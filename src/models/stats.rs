//! Derived statistics models.

use chrono::NaiveDate;
use serde::{Deserialize, Serialize};

use super::{Toss, TossType};

/// Where a toss sits in the timeline; used as streak start/end markers.
#[derive(Debug, Clone, PartialEq, Eq, Serialize, Deserialize)]
pub struct TossMarker {
    pub game_id: String,
    pub season: i32,
    pub week: u32,
    pub game_date: Option<NaiveDate>,
    pub toss_type: TossType,
}

impl From<&Toss> for TossMarker {
    fn from(toss: &Toss) -> Self {
        Self {
            game_id: toss.game_id.clone(),
            season: toss.season,
            week: toss.week,
            game_date: toss.game_date,
            toss_type: toss.toss_type,
        }
    }
}

/// A maximal run of same-outcome tosses.
#[derive(Debug, Clone, PartialEq, Eq, Serialize, Deserialize)]
pub struct StreakSpan {
    pub length: u32,
    pub start: TossMarker,
    pub end: TossMarker,
}

/// Per-team toss statistics.
#[derive(Debug, Clone, PartialEq, Serialize, Deserialize)]
pub struct TeamStat {
    /// Team abbreviation
    pub team: String,

    /// Display name, when the team is in the reference table
    pub name: Option<String>,

    pub defunct: bool,

    /// Regular (game-opening) tosses only
    pub total_tosses: u32,

    pub toss_wins: u32,

    pub toss_losses: u32,

    /// toss_wins / total_tosses, as a percentage
    pub toss_win_pct: f64,

    /// Regular toss wins where the team deferred
    pub defers: u32,

    /// Regular toss wins where the team received
    pub receives: u32,

    /// defers / toss_wins, as a percentage
    pub defer_pct: f64,

    pub overtime_tosses: u32,

    pub overtime_wins: u32,

    /// Regular toss wins whose game has a final score
    pub conversion_tosses: u32,

    /// Of those, games the team went on to win
    pub conversions: u32,

    /// conversions / conversion_tosses, as a percentage. The denominator is
    /// this team's own scored regular toss wins, not every scored toss it
    /// took part in; a tied game counts in the denominator only.
    pub game_win_pct: f64,

    /// Positive for an active winning run, negative for a losing run
    pub current_streak: i32,

    pub longest_win_streak: Option<StreakSpan>,

    pub longest_loss_streak: Option<StreakSpan>,
}

/// Toss statistics for one team against one opponent.
#[derive(Debug, Clone, PartialEq, Serialize, Deserialize)]
pub struct OpponentStat {
    pub team: String,

    pub opponent: String,

    /// Distinct games between the two, overtime counted once
    pub games_played: u32,

    /// Every toss between the two, overtime included
    pub total_tosses: u32,

    pub toss_wins: u32,

    pub toss_losses: u32,

    /// toss_wins / total_tosses, as a percentage
    pub toss_win_pct: f64,

    pub defers: u32,

    /// defers / regular toss wins, as a percentage
    pub defer_pct: f64,

    /// Regular toss wins against this opponent whose game has a final score
    pub conversion_tosses: u32,

    pub conversions: u32,

    /// conversions / conversion_tosses, as a percentage
    pub game_win_pct: f64,

    pub current_streak: i32,

    pub longest_win_streak: Option<StreakSpan>,

    pub longest_loss_streak: Option<StreakSpan>,
}

/// One team's regular toss record within a single season.
#[derive(Debug, Clone, PartialEq, Serialize, Deserialize)]
pub struct SeasonStat {
    pub team: String,
    pub season: i32,
    pub tosses: u32,
    pub toss_wins: u32,
    pub toss_losses: u32,
    pub toss_win_pct: f64,
}

/// League-wide totals for the tosses in a query.
#[derive(Debug, Clone, Default, PartialEq, Serialize, Deserialize)]
pub struct LeagueSummary {
    /// Distinct games
    pub games: u32,

    pub regular_tosses: u32,

    pub overtime_tosses: u32,

    /// Distinct teams that appear in at least one toss
    pub teams: u32,

    pub defers: u32,

    /// defers / regular tosses with a recorded choice, as a percentage
    pub defer_pct: f64,

    /// Regular tosses whose game has a final score
    pub resolved_games: u32,

    /// Of those, games won by the toss winner
    pub toss_winner_game_wins: u32,

    pub toss_winner_game_win_pct: f64,

    pub first_season: Option<i32>,

    pub last_season: Option<i32>,
}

Exercise
Using the listing above, pull out all lines that hold the word "conversions".

Your response
    pub conversions: u32,
    /// conversions / conversion_tosses, as a percentage. The denominator is
    pub conversions: u32,
    /// conversions / conversion_tosses, as a percentage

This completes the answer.